Early in his legal career, he worked as an attorney in the criminal
division at the U.S. Department of Justice and clerked for United
States Supreme Court Justice James F. Byrnes. After serving in the
U.S. Navy during World War II as a naval reserve lieutenant, he
returned to Madison where he was Assistant U.S. Attorney for the
Western District (1946-1948) before entering private practice at
LaFollette, Sinykin, Doyle and Anderson (1948-1965).

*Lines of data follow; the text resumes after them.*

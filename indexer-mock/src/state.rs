//! In-memory ledger backing the mock indexer
//!
//! Holds funded outputs per address plus knobs for injecting failures and
//! recorders that tests inspect after driving the transfer client.

use std::collections::{HashMap, HashSet};
use std::str::FromStr;
use std::sync::{Arc, Mutex, MutexGuard};
use std::time::Instant;

use bitcoin::consensus::encode::deserialize_hex;
use bitcoin::{Address, Transaction};
use thiserror::Error;

use crate::types::*;

/// Height reported for confirmed outputs
pub const MOCK_TIP_HEIGHT: u64 = 850_000;

#[derive(Error, Debug, Clone, PartialEq, Eq)]
pub enum LedgerError {
    #[error("Invalid address: {0}")]
    InvalidAddress(String),

    #[error("TX decode failed: {0}")]
    InvalidTransaction(String),

    #[error("Missing inputs: {0}")]
    MissingInputs(String),

    #[error("{0}")]
    Rejected(String),
}

/// Outcome of a script lookup
#[derive(Debug, Clone, PartialEq, Eq)]
pub enum ScriptLookup {
    Found(String),
    Unknown,
    /// Injected via [`MockLedger::fail_script`]
    Failed,
}

#[derive(Debug, Clone)]
struct MockUtxo {
    txid: String,
    vout: u32,
    value: u64,
    confirmed: bool,
    spent: bool,
}

#[derive(Default)]
struct LedgerState {
    outputs: HashMap<String, Vec<MockUtxo>>,
    scripts: HashMap<(String, u32), String>,
    balance_overrides: HashMap<String, serde_json::Value>,
    failing_scripts: HashSet<(String, u32)>,
    failing_unspent: HashSet<String>,
    broadcast_rejection: Option<String>,
    broadcasts: Vec<String>,
    script_requests: Vec<ScriptRequest>,
    user_agents: Vec<String>,
    next_txid: u64,
}

impl LedgerState {
    fn generated_txid(&mut self) -> String {
        self.next_txid += 1;
        format!("{:064x}", self.next_txid)
    }
}

/// Shared handle to the ledger; clones see the same state
#[derive(Clone, Default)]
pub struct MockLedger {
    inner: Arc<Mutex<LedgerState>>,
}

impl MockLedger {
    pub fn new() -> Self {
        Self::default()
    }

    fn state(&self) -> MutexGuard<'_, LedgerState> {
        self.inner.lock().unwrap_or_else(|poisoned| poisoned.into_inner())
    }

    /// Add a confirmed output paying `address`
    pub fn fund(
        &self,
        address: &str,
        txid: &str,
        vout: u32,
        value: u64,
    ) -> Result<(), LedgerError> {
        let script_hex = script_hex_for(address)?;
        let mut state = self.state();
        state
            .scripts
            .insert((txid.to_string(), vout), script_hex);
        state
            .outputs
            .entry(address.to_string())
            .or_default()
            .push(MockUtxo {
                txid: txid.to_string(),
                vout,
                value,
                confirmed: true,
                spent: false,
            });
        Ok(())
    }

    /// Add a confirmed output with a generated txid; returns the txid
    pub fn fund_value(&self, address: &str, value: u64) -> Result<String, LedgerError> {
        let txid = self.state().generated_txid();
        self.fund(address, &txid, 0, value)?;
        Ok(txid)
    }

    pub fn load_fixture(&self, fixture: &Fixture) -> Result<(), LedgerError> {
        for entry in &fixture.addresses {
            for utxo in &entry.utxos {
                let txid = match &utxo.txid {
                    Some(txid) => txid.clone(),
                    None => self.state().generated_txid(),
                };
                self.fund(&entry.address, &txid, utxo.vout, utxo.value)?;
            }
            if let Some(balance) = entry.balance {
                self.set_balance(&entry.address, balance.confirmed, balance.unconfirmed);
            }
        }
        Ok(())
    }

    pub fn set_balance(&self, address: &str, confirmed: i64, unconfirmed: i64) {
        self.set_raw_balance(
            address,
            serde_json::json!({ "confirmed": confirmed, "unconfirmed": unconfirmed }),
        );
    }

    /// Serve `body` verbatim from the balance endpoint
    pub fn set_raw_balance(&self, address: &str, body: serde_json::Value) {
        self.state()
            .balance_overrides
            .insert(address.to_string(), body);
    }

    /// Serve `script_hex` for an outpoint instead of its real locking script
    pub fn override_script(&self, txid: &str, vout: u32, script_hex: &str) {
        self.state()
            .scripts
            .insert((txid.to_string(), vout), script_hex.to_string());
    }

    pub fn fail_script(&self, txid: &str, vout: u32) {
        self.state().failing_scripts.insert((txid.to_string(), vout));
    }

    pub fn fail_unspent(&self, address: &str) {
        self.state().failing_unspent.insert(address.to_string());
    }

    /// Reject every subsequent broadcast with `reason`
    pub fn reject_broadcasts(&self, reason: &str) {
        self.state().broadcast_rejection = Some(reason.to_string());
    }

    /// Confirm pending outputs and forget spent ones
    pub fn mine(&self) {
        let mut state = self.state();
        for utxos in state.outputs.values_mut() {
            utxos.retain(|u| !u.spent);
            for utxo in utxos.iter_mut() {
                utxo.confirmed = true;
            }
        }
    }

    pub fn balance(&self, address: &str) -> serde_json::Value {
        let state = self.state();
        if let Some(body) = state.balance_overrides.get(address) {
            return body.clone();
        }

        let mut confirmed: i64 = 0;
        let mut unconfirmed: i64 = 0;
        for utxo in state.outputs.get(address).into_iter().flatten() {
            match (utxo.confirmed, utxo.spent) {
                (true, false) => confirmed += utxo.value as i64,
                (true, true) => {
                    confirmed += utxo.value as i64;
                    unconfirmed -= utxo.value as i64;
                }
                (false, false) => unconfirmed += utxo.value as i64,
                (false, true) => {}
            }
        }

        serde_json::to_value(BalanceResponse {
            confirmed,
            unconfirmed,
        })
        .unwrap_or_default()
    }

    /// `None` when the address is configured to fail
    pub fn unspent(&self, address: &str) -> Option<Vec<UnspentEntry>> {
        let state = self.state();
        if state.failing_unspent.contains(address) {
            return None;
        }

        Some(
            state
                .outputs
                .get(address)
                .into_iter()
                .flatten()
                .filter(|u| !u.spent)
                .map(|u| UnspentEntry {
                    tx_hash: u.txid.clone(),
                    tx_pos: u.vout,
                    value: u.value,
                    height: if u.confirmed { MOCK_TIP_HEIGHT } else { 0 },
                })
                .collect(),
        )
    }

    /// Records the request before answering it
    pub fn script(&self, txid: &str, vout: u32) -> ScriptLookup {
        let mut state = self.state();
        state.script_requests.push(ScriptRequest {
            txid: txid.to_string(),
            vout,
            received_at: Instant::now(),
        });

        let key = (txid.to_string(), vout);
        if state.failing_scripts.contains(&key) {
            return ScriptLookup::Failed;
        }
        match state.scripts.get(&key) {
            Some(script) => ScriptLookup::Found(script.clone()),
            None => ScriptLookup::Unknown,
        }
    }

    /// Accept a raw transaction: spend its inputs and credit its outputs.
    ///
    /// Signatures are not checked.
    pub fn broadcast(
        &self,
        raw_hex: &str,
        network: bitcoin::Network,
    ) -> Result<String, LedgerError> {
        let tx: Transaction = deserialize_hex(raw_hex.trim())
            .map_err(|e| LedgerError::InvalidTransaction(e.to_string()))?;

        let mut state = self.state();
        if let Some(reason) = &state.broadcast_rejection {
            return Err(LedgerError::Rejected(reason.clone()));
        }

        let mut spending = Vec::with_capacity(tx.input.len());
        for input in &tx.input {
            let txid = input.previous_output.txid.to_string();
            let vout = input.previous_output.vout;
            let found = state.outputs.iter().find_map(|(address, utxos)| {
                utxos
                    .iter()
                    .position(|u| !u.spent && u.txid == txid && u.vout == vout)
                    .map(|idx| (address.clone(), idx))
            });
            match found {
                Some(location) => spending.push(location),
                None => {
                    return Err(LedgerError::MissingInputs(format!("{}:{}", txid, vout)));
                }
            }
        }

        for (address, idx) in spending {
            if let Some(utxo) = state.outputs.get_mut(&address).and_then(|u| u.get_mut(idx)) {
                utxo.spent = true;
            }
        }

        let txid = tx.compute_txid().to_string();
        for (vout, output) in tx.output.iter().enumerate() {
            let vout = vout as u32;
            state
                .scripts
                .insert((txid.clone(), vout), output.script_pubkey.to_hex_string());

            if let Ok(address) = Address::from_script(&output.script_pubkey, network) {
                state
                    .outputs
                    .entry(address.to_string())
                    .or_default()
                    .push(MockUtxo {
                        txid: txid.clone(),
                        vout,
                        value: output.value.to_sat(),
                        confirmed: false,
                        spent: false,
                    });
            }
        }

        state.broadcasts.push(raw_hex.trim().to_string());
        log::info!("Accepted transaction {} ({} inputs)", txid, tx.input.len());
        Ok(txid)
    }

    pub fn record_user_agent(&self, user_agent: &str) {
        self.state().user_agents.push(user_agent.to_string());
    }

    pub fn broadcasts(&self) -> Vec<String> {
        self.state().broadcasts.clone()
    }

    pub fn script_requests(&self) -> Vec<ScriptRequest> {
        self.state().script_requests.clone()
    }

    pub fn user_agents(&self) -> Vec<String> {
        self.state().user_agents.clone()
    }

    /// Total requests of any kind seen so far
    pub fn request_count(&self) -> usize {
        self.state().user_agents.len()
    }
}

fn script_hex_for(address: &str) -> Result<String, LedgerError> {
    let address = Address::from_str(address)
        .map_err(|e| LedgerError::InvalidAddress(format!("{}: {}", address, e)))?
        .assume_checked();
    Ok(address.script_pubkey().to_hex_string())
}
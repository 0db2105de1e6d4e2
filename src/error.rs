//! Error types for transfer operations
//!
//! Every failure the engine can surface is classified locally into one of
//! these variants and handed to the caller verbatim. Nothing here is retried
//! automatically; re-fetching UTXOs after a stale-input rejection is the
//! caller's decision.

use thiserror::Error;

#[derive(Error, Debug, Clone, PartialEq, Eq)]
pub enum TransferError {
    /// Destination (or derived source) address is not a P2PKH address for the network
    #[error("Invalid address: {0}")]
    InvalidAddress(String),

    /// The source address holds no spendable outputs
    #[error("No funds: {0}")]
    NoFunds(String),

    #[error("Insufficient funds: need {needed} base units, have {available}")]
    InsufficientFunds { needed: u64, available: u64 },

    /// Indexer unreachable, timed out, or answered with a non-success status
    #[error("Network error: {0}")]
    Network(String),

    #[error("Signing error: {0}")]
    Signing(String),

    /// The indexer rejected the raw transaction; carries its reason verbatim
    #[error("Broadcast rejected: {0}")]
    Broadcast(String),

    #[error("Invalid request: {0}")]
    InvalidRequest(String),

    #[error("Invalid key: {0}")]
    InvalidKey(String),

    #[error("Key reconstruction failed: {0}")]
    Reconstruction(String),
}

impl TransferError {
    pub fn network(msg: impl Into<String>) -> Self {
        Self::Network(msg.into())
    }

    pub fn signing(msg: impl Into<String>) -> Self {
        Self::Signing(msg.into())
    }

    pub fn insufficient(needed: u64, available: u64) -> Self {
        Self::InsufficientFunds { needed, available }
    }

    /// True for failures where re-running with a fresh UTXO snapshot may succeed
    pub fn is_retryable(&self) -> bool {
        matches!(self, Self::Network(_) | Self::Broadcast(_))
    }
}

impl From<reqwest::Error> for TransferError {
    fn from(err: reqwest::Error) -> Self {
        if err.is_timeout() {
            Self::Network(format!("request timed out: {}", err))
        } else {
            Self::Network(err.to_string())
        }
    }
}
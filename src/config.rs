//! Indexer configuration from environment variables
//!
//! Controls which ledger network is used, where the remote indexer lives and
//! how aggressively the engine talks to it. Defaults to mainnet against
//! WhatsOnChain.

use std::env;
use std::time::Duration;

use crate::network::Network;

pub const DEFAULT_INDEXER_URL: &str = "https://api.whatsonchain.com/v1/bsv";
pub const DEFAULT_CLIENT_ID: &str = "keyshard-transfer";
pub const DEFAULT_TIMEOUT_SECS: u64 = 30;
pub const DEFAULT_ENRICHMENT_BATCH_SIZE: usize = 5;
pub const DEFAULT_ENRICHMENT_BATCH_DELAY: Duration = Duration::from_millis(120);

#[derive(Clone, Debug)]
pub struct IndexerConfig {
    pub network: Network,
    /// Indexer API root; the network segment is appended per request
    pub base_url: String,
    /// Sent as the `User-Agent` header on every request
    pub client_id: String,
    pub request_timeout: Duration,
    /// Script lookups issued per enrichment batch
    pub enrichment_batch_size: usize,
    /// Pause between enrichment batches
    pub enrichment_batch_delay: Duration,
}

impl IndexerConfig {
    /// Load configuration from environment variables
    ///
    /// Environment variables:
    /// - `INDEXER_NETWORK`: "main" (default) or "test"
    /// - `INDEXER_URL`: indexer API root (default: WhatsOnChain)
    /// - `INDEXER_CLIENT_ID`: client identifier header value
    /// - `INDEXER_TIMEOUT_SECS`: per-request timeout in seconds
    ///
    /// # Examples
    ///
    /// ```bash
    /// # Testnet against a local mock indexer
    /// INDEXER_NETWORK=test INDEXER_URL=http://localhost:3000 keyshard-cli balance --address mxyz...
    /// ```
    pub fn from_env() -> Self {
        let network = match env::var("INDEXER_NETWORK") {
            Ok(value) => match value.parse::<Network>() {
                Ok(network) => network,
                Err(_) => {
                    log::warn!("Unknown network '{}', defaulting to main", value);
                    Network::Main
                }
            },
            Err(_) => Network::Main,
        };
        log::info!("Using {} network", network);

        let base_url = env::var("INDEXER_URL")
            .map(|url| url.trim_end_matches('/').to_string())
            .unwrap_or_else(|_| DEFAULT_INDEXER_URL.to_string());
        log::info!("Indexer URL: {}", base_url);

        let client_id =
            env::var("INDEXER_CLIENT_ID").unwrap_or_else(|_| DEFAULT_CLIENT_ID.to_string());

        let timeout_secs = match env::var("INDEXER_TIMEOUT_SECS") {
            Ok(raw) => raw.parse().unwrap_or_else(|_| {
                log::warn!(
                    "Invalid INDEXER_TIMEOUT_SECS '{}', using {}s",
                    raw,
                    DEFAULT_TIMEOUT_SECS
                );
                DEFAULT_TIMEOUT_SECS
            }),
            Err(_) => DEFAULT_TIMEOUT_SECS,
        };

        Self {
            network,
            base_url,
            client_id,
            request_timeout: Duration::from_secs(timeout_secs),
            ..Default::default()
        }
    }

    /// Same settings pointed at another indexer root (used by tests and the mock)
    pub fn with_base_url(mut self, base_url: impl Into<String>) -> Self {
        self.base_url = base_url.into().trim_end_matches('/').to_string();
        self
    }

    pub fn with_network(mut self, network: Network) -> Self {
        self.network = network;
        self
    }

    pub fn with_batch_delay(mut self, delay: Duration) -> Self {
        self.enrichment_batch_delay = delay;
        self
    }
}

impl Default for IndexerConfig {
    fn default() -> Self {
        Self {
            network: Network::Main,
            base_url: DEFAULT_INDEXER_URL.to_string(),
            client_id: DEFAULT_CLIENT_ID.to_string(),
            request_timeout: Duration::from_secs(DEFAULT_TIMEOUT_SECS),
            enrichment_batch_size: DEFAULT_ENRICHMENT_BATCH_SIZE,
            enrichment_batch_delay: DEFAULT_ENRICHMENT_BATCH_DELAY,
        }
    }
}

#[cfg(test)]
mod tests {
    use super::*;

    #[test]
    fn test_default_is_mainnet_whatsonchain() {
        let config = IndexerConfig::default();
        assert_eq!(config.network, Network::Main);
        assert_eq!(config.base_url, DEFAULT_INDEXER_URL);
        assert_eq!(config.enrichment_batch_size, 5);
        assert_eq!(config.enrichment_batch_delay, Duration::from_millis(120));
    }

    #[test]
    fn test_with_base_url_trims_trailing_slash() {
        let config = IndexerConfig::default()
            .with_base_url("http://127.0.0.1:3000/")
            .with_network(Network::Test);
        assert_eq!(config.base_url, "http://127.0.0.1:3000");
        assert_eq!(config.network, Network::Test);
    }
}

During the post-war period, Doyle and his wife, Ruth Bachhuber
Doyle, rose to statewide prominence as political leaders. They were
influential members of a group credited with revitalizing and
modernizing the Democratic Party in Wisconsin at a time when the
Republican Party held power. Doyle served as statewide Democratic
Party chairperson from 1951 to 1953.
During his tenure as a federal judge, Doyle earned the admiration
of his colleagues in the legal profession for his clarity of his
written opinions, his unwavering impartiality, and the soft-spoken
eloquence and gentle humor he displayed on the bench. Throughout
his judicial career, he adhered to the principle that the courts
must serve the American people. He remained a staunch champion of
individuals' rights to free speech and due process, even in times
of social upheaval and controversy.
Judge Doyle died in Madison on April 1, 1987, leaving his wife of
almost 50 years and four children, including former Wisconsin
Governor Jim Doyle.
You can also read the Federal Judiciary
Center biography of Judge Doyle.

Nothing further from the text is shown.